Justement, je me pose la question, comment cela peut-il se passer? Déjà pour faire sortir Rs 1 milliard d’un pays, ce n’est pas simple. Pour qu’une somme pareille puisse sortir d’un pays sans qu’on ne pose des questions, il faut que les institutions locales, comme les banques, la douane, les agences fiscales, même la banque centrale, soient vulnérables. Il faut aussi que des institutions financières internationales aident dans la transition de la somme. C’est une énorme démarche qui mobilise aussi des ressources légales et politiques. Concernant le pays récipient, comment expliquer qu’une somme de Rs 1 milliard arrive sans que personne ne pose de questions? Nous avons des institutions qui surveillent le secteur offshore, comment alors expliquer que personne, des operateurs aux régulateurs, n’a remarqué la transition de Rs 1 milliard? Je trouve que c’est une grosse affaire et que ce n’est pas si simple qu’on veuille le faire croire.

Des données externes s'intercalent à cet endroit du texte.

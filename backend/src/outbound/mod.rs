//! Outbound adapters implementing domain ports for external infrastructure.
//!
//! The recipe manager has a single driven dependency, PostgreSQL, reached
//! through the Diesel adapters in [`persistence`]. Adapters are thin
//! translators between domain types and rows; they contain no business
//! rules.

pub mod persistence;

Et le Double Taxation Agreement (DTA) dans tout ça? Quel avenir pour cet accord entre l’Inde et Maurice?

A la base, le DTA n’a rien à voir avec l’offshore. Les deux buts principaux d’un tel accord sont d’attirer l’investissement et de faciliter le business entre les deux pays. Une entreprise française, par exemple, qui s’implante à Maurice doit s’acquitter d’impôts en France et de 15% d’impôts à Maurice. Pour faciliter et encourager le business, Maurice décide de ne pas lui prélever les 15%. Et les départements du fisc des deux pays sont en constantes discussions et échangent des informations pour parer à des cas d’évasion fiscale. Ce traité, qui n’a a priori rien à voir avec l’offshore, fait provision pour ces échanges d’informations. Dans le cas de Satyam, pourquoi avoir recours à la presse pour faire circuler des rumeurs sur un détournement quelconque? Il suffit que les autorités indiennes demandent en toute connaissance de cause des informations à la FSC, le FIU et la Banque de Maurice, et les faits seront immédiatement établis.